In 1958 a recent migrant to Australia went for a barbecue with her Australian companions to a northern Sydney beach and there caught sight of her first bikini. For the 19-year-old American this was a genuine shock. Even in her home city of Los Angeles, with its relatively free atmosphere by US standards, women were never seen so scantily attired. And this was but one striking instance of the difference she found between her native country and the land she had so precipitously arrived in. Australians seemed incredibly relaxed about sex and at the same time to her puritanised, Yankee sensibility strangely childish. Why, for instance, did they call the sex act a ''naughty''? Was it all of a piece with the way they infantilised everything, like ''vegies'' and ''taties'' and ''barbies''? Or did it signify something else?
You've probably guessed already who this poor puzzled migrant was. And though 54 years later I've become appreciably more Australian than American, some elements of my initial puzzlement remained. Until, that is, I was given this truly fascinating book to review. How different The Sex Lives of Australians: A History is from so many other scholarly books on the subject. Back in the '50s, when pornography was rigidly (if not entirely) suppressed, tomes on sexuality were often the only source of information available, but curiosity was hideously thwarted by the turgid, euphemistic, ''scientific'' prose. And the offerings in schools bordered on the ridiculous. We tried hard to imagine our earnest, po-faced educators engaged in the acts they spoke about, and the challenge defeated us.

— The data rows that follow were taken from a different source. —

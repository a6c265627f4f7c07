/// Bytes of addressable memory
pub const MEMORY_SIZE: usize = 4096;

/// ROMs are loaded here; everything below is reserved for the interpreter
pub const PROGRAM_START: u16 = 0x200;

pub const DISPLAY_WIDTH: usize = 64;
pub const DISPLAY_HEIGHT: usize = 32;

/// Maximum number of nested subroutine calls
pub const STACK_DEPTH: usize = 16;

pub const KEY_COUNT: usize = 16;

/// Each built-in hex digit glyph is 8x5 pixels
pub const GLYPH_HEIGHT: u16 = 5;

/// Nanoseconds per CPU cycle at the default clock speed of 500Hz
pub const CLOCK_SPEED: u64 = 2_000_000;

/// Timers count down at 60Hz regardless of the clock speed
pub const TIMER_HZ: u64 = 60;

/// # Font
/// Sprites for the hex digits 0..F, stored from address 0x000.
///
/// Each digit is 5 rows of 4 pixels, only the high nibble of each byte is used.
/// ```text
/// 0xF0  ****
/// 0x90  *  *
/// 0x90  *  *
/// 0x90  *  *
/// 0xF0  ****
/// ```
pub const FONT: [u8; 80] = [
    0xF0, 0x90, 0x90, 0x90, 0xF0, // 0
    0x20, 0x60, 0x20, 0x20, 0x70, // 1
    0xF0, 0x10, 0xF0, 0x80, 0xF0, // 2
    0xF0, 0x10, 0xF0, 0x10, 0xF0, // 3
    0x90, 0x90, 0xF0, 0x10, 0x10, // 4
    0xF0, 0x80, 0xF0, 0x10, 0xF0, // 5
    0xF0, 0x80, 0xF0, 0x90, 0xF0, // 6
    0xF0, 0x10, 0x20, 0x40, 0x40, // 7
    0xF0, 0x90, 0xF0, 0x90, 0xF0, // 8
    0xF0, 0x90, 0xF0, 0x10, 0xF0, // 9
    0xF0, 0x90, 0xF0, 0x90, 0x90, // A
    0xE0, 0x90, 0xE0, 0x90, 0xE0, // B
    0xF0, 0x80, 0x80, 0x80, 0xF0, // C
    0xE0, 0x90, 0x90, 0x90, 0xE0, // D
    0xF0, 0x80, 0xF0, 0x80, 0xF0, // E
    0xF0, 0x80, 0xF0, 0x80, 0x80, // F
];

I realise as I'm writing that my observations so far teeter on the trivial and risk not doing justice to ANU historian Frank Bongiorno's achievement. My only defence is that he would probably agree that the subject he's chosen is at one and the same time deeply personal yet intricately determined by the social, political and economic factors that constitute a nation's history.
Historian that he is, Bongiorno begins at the beginning, starting with white settlement and tracing his themes throughout the decades. His theme overall is that Australian sexuality has been as subject over time to cyclical variation as other aspects of our national life. Moreover, the process has been uneven, affecting certain classes of people at different times in differing ways.
Drawing diligently on the sources, he dismantles some myths, supports others, and notes some real surprises. In the very first chapter he tackles the myth surrounding the Lady Juliana's arrival at Sydney Cove:
''Popular histories by Robert Hughes and Thomas Keneally have suggested, without evidence, that the initial landing of the female convicts in Sydney on 6 February 1788 was marked by their rape or attempted rape. These happenings are presented as part of an 'orgy' or 'great Sydney bacchanal'. The reality was certainly more prosaic … despite the resilient stereotype of the convict woman as a 'whore', men valued such women for their skills, companionship and sexuality.''
But rapes there assuredly were. (The very term ''pack-rape'', I learned, happens to be Australian in origin.) And white women weren't the only victims. Men and especially Aboriginal women were also raped - the latter almost as a matter of course when tragically confused cross-cultural misunderstandings held sway.
Yet Bongiorno contends that the very timing of white settlement meant that as far as sex was concerned the colony was ''born modern''. Ideas about fundamental differences between the sexes were taking hold, and ''as divisions between the bodies, minds and souls of the sexes became more sharply defined in western thought, so too did the boundaries between acceptable and unacceptable sexual behaviour''.
It's impossible in this space to mention all the twists and turns and outright about-faces Bongiorno examines, or to name all the interesting characters who brought these changes about, so I'll restrict myself to two definitive changes.
Having lived through the '60s sexual revolution, I can attest that it was exciting and real. To see the repeal of Australia's ludicrous censorship laws, or abortion laws changed, was to breathe in hearty draughts of fresh air, and the pill really did change our lives. If the revolution had its horrifyingly sexist elements, that only led to the resurgence of feminism, a movement which has done so much to improve a woman's lot, opening up possibilities scarcely imaginable before.
Similarly, the fact that we have today openly gay people sitting in our parliaments and on our judiciary benches has been a remarkable advance, particularly when it's remembered that homosexual acts were criminal offences well into the 1980s. That gay marriage, too, is accepted by the majority of Australian citizens, if not their politicians, shows just how far we've come. I thank Bongiorno as well for giving the recently deceased John Ware his due for the critical part he played in these developments, although Ware himself, like many activists from the '70s, did find the push for marriage somewhat problematic.
All is not entirely well in our new-found sexual paradise nor was its coming to pass without complication. But few can doubt the improvements. I wish I could tell you more, but for that you'll have to read the book. You won't be sorry, I promise. This is highly readable, serious history about our most intimate yet most culturally sensitive selves.
Sara Dowse is a novelist and reviewer living in Sydney. In 1974 she became the first head of the Office of Women's Affairs, later the Office of the Status of Women.
The Sex Lives of Australians: A History. By Frank Bongiorno. Black Inc. 352pp. $32.95.